● **What you will do**: What do the lines say, reproduced word for word, from the first of the entries below through the line bearing "login session lives"?

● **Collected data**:
○ ○ ○ ○ ○

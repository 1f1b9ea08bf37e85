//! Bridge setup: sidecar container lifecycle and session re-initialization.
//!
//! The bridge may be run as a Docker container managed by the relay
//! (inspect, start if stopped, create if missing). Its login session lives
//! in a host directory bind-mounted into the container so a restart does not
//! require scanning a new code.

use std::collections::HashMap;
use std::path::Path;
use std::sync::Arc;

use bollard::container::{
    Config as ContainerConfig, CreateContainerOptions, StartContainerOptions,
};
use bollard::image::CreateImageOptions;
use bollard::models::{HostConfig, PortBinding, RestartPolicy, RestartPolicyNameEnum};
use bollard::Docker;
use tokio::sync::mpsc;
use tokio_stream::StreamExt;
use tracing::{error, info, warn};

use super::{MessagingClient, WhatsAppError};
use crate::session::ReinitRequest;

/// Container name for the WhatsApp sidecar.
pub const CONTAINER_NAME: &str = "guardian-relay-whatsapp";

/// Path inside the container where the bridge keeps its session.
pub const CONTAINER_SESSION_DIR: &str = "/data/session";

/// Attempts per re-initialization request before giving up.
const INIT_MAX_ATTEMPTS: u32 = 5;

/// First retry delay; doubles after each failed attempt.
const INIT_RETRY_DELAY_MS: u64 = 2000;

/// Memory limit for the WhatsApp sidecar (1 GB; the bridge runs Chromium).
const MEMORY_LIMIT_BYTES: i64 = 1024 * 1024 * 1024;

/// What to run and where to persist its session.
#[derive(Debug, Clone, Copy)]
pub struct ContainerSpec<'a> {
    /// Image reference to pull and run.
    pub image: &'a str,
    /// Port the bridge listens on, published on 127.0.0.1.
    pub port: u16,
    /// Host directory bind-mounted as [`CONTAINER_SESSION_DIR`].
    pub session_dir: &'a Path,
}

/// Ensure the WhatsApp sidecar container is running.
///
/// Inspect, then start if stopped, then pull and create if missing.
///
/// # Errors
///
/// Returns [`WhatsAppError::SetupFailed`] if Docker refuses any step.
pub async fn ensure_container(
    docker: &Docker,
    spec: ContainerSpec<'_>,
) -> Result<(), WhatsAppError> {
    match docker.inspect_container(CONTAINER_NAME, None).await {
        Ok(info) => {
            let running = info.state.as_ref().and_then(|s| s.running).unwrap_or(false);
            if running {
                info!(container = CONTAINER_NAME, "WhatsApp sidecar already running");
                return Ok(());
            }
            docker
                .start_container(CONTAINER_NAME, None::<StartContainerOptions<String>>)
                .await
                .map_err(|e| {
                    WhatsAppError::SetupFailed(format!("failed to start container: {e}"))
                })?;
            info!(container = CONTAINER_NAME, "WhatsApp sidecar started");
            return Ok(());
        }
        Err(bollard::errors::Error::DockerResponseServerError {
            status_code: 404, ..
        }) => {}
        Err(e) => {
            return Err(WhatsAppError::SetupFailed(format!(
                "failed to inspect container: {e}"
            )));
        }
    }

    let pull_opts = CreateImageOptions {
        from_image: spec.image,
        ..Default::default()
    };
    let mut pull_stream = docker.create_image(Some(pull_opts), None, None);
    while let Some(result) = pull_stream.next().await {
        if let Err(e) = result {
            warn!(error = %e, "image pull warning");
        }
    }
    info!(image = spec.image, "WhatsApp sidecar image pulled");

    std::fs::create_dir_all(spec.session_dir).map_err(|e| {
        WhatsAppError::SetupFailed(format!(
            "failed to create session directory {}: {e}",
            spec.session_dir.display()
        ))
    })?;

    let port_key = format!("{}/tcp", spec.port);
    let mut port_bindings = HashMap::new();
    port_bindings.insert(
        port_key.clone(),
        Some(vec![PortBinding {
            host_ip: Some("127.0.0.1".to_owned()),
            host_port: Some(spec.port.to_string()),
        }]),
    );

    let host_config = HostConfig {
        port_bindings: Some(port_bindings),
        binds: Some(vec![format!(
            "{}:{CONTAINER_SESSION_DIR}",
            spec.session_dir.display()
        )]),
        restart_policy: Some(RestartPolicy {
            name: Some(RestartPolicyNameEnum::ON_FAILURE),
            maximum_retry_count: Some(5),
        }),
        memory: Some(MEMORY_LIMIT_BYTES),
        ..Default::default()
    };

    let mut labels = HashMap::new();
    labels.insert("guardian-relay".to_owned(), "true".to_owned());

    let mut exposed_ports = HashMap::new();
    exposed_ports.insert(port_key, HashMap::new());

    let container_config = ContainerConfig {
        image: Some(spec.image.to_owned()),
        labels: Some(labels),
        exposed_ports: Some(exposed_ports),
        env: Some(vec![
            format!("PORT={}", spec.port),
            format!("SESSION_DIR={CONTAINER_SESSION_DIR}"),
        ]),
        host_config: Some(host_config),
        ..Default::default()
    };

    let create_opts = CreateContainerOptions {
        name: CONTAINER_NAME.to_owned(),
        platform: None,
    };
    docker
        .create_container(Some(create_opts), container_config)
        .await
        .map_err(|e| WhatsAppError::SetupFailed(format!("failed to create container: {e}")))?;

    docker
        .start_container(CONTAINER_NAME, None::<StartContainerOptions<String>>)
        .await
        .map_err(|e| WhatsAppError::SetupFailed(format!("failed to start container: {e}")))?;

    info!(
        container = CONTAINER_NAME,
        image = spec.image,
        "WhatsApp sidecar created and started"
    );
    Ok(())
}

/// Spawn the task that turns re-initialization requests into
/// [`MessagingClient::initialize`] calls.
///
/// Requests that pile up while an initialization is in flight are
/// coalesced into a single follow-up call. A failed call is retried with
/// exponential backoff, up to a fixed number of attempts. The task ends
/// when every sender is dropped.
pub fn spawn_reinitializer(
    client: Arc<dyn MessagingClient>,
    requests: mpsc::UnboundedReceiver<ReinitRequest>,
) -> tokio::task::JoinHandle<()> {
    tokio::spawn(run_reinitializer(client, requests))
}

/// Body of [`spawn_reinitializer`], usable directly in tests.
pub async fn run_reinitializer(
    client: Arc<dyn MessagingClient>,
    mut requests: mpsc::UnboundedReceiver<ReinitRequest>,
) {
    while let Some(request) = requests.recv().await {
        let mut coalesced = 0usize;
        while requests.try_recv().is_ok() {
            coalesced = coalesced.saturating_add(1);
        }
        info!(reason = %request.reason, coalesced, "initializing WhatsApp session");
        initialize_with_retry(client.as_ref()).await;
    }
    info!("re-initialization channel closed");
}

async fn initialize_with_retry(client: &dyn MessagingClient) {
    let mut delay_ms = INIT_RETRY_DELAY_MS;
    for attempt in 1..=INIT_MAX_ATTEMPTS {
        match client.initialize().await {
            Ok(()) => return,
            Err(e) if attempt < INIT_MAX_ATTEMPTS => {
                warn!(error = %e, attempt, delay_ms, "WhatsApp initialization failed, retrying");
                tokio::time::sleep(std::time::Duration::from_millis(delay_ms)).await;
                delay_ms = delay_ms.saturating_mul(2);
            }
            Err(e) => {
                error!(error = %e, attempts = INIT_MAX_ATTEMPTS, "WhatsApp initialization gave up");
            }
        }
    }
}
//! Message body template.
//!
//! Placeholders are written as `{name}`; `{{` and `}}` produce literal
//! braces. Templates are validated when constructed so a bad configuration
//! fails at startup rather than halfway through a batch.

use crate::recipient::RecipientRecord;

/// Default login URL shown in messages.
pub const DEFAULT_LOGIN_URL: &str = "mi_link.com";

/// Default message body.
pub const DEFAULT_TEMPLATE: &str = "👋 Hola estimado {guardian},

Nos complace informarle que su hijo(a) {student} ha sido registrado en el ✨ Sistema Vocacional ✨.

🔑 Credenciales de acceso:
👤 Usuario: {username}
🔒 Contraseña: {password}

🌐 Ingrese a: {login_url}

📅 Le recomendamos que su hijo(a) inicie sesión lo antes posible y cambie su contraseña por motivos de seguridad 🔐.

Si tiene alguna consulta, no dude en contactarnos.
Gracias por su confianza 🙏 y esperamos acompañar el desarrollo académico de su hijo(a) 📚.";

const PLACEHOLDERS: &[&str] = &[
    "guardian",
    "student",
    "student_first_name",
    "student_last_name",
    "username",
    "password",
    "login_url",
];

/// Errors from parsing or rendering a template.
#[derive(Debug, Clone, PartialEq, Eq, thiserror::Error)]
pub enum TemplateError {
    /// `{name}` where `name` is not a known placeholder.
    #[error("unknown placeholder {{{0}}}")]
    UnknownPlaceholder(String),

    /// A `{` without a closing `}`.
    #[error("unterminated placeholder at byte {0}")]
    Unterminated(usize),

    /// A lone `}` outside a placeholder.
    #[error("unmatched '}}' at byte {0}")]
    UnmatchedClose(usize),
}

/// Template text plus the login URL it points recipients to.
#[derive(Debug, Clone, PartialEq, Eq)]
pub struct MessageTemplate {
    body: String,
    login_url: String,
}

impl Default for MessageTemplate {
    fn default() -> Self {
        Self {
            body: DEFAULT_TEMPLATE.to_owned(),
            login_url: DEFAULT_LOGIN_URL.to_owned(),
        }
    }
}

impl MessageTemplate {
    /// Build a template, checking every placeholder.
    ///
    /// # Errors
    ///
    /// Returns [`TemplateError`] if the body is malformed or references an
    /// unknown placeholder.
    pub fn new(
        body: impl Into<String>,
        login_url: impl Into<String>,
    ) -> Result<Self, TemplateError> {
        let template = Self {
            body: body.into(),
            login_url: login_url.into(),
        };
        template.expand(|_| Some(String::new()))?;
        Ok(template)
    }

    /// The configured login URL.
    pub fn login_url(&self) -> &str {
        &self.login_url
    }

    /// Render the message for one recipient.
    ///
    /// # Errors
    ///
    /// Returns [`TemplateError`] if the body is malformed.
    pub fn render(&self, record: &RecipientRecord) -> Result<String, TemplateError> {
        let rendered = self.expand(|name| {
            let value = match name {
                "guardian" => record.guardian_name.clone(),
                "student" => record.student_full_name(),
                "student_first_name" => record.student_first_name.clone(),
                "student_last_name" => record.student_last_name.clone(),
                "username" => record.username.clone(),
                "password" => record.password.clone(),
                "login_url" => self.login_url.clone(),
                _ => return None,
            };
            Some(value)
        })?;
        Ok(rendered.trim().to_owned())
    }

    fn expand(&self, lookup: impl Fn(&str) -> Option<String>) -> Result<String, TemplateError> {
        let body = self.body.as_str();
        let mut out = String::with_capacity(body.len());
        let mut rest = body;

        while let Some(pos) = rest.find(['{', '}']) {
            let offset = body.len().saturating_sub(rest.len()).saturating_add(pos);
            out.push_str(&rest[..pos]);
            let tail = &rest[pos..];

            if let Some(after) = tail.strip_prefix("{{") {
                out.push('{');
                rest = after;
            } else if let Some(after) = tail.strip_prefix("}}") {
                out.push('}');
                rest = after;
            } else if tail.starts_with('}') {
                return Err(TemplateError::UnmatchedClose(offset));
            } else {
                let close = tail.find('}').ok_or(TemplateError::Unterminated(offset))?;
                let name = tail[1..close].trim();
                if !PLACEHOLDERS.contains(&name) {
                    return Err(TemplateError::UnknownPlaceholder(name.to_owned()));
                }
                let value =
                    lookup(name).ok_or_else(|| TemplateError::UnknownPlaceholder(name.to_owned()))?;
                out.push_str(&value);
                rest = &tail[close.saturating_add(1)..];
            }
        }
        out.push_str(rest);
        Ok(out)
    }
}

○ ○ ○ ○ ○

● **Expected answer**:
repository 1f1b9ea08bf37e85
//! Bridge setup: sidecar container lifecycle and session re-initialization.
//!
//! The bridge may be run as a Docker container managed by the relay
//! (inspect, start if stopped, create if missing). Its login session lives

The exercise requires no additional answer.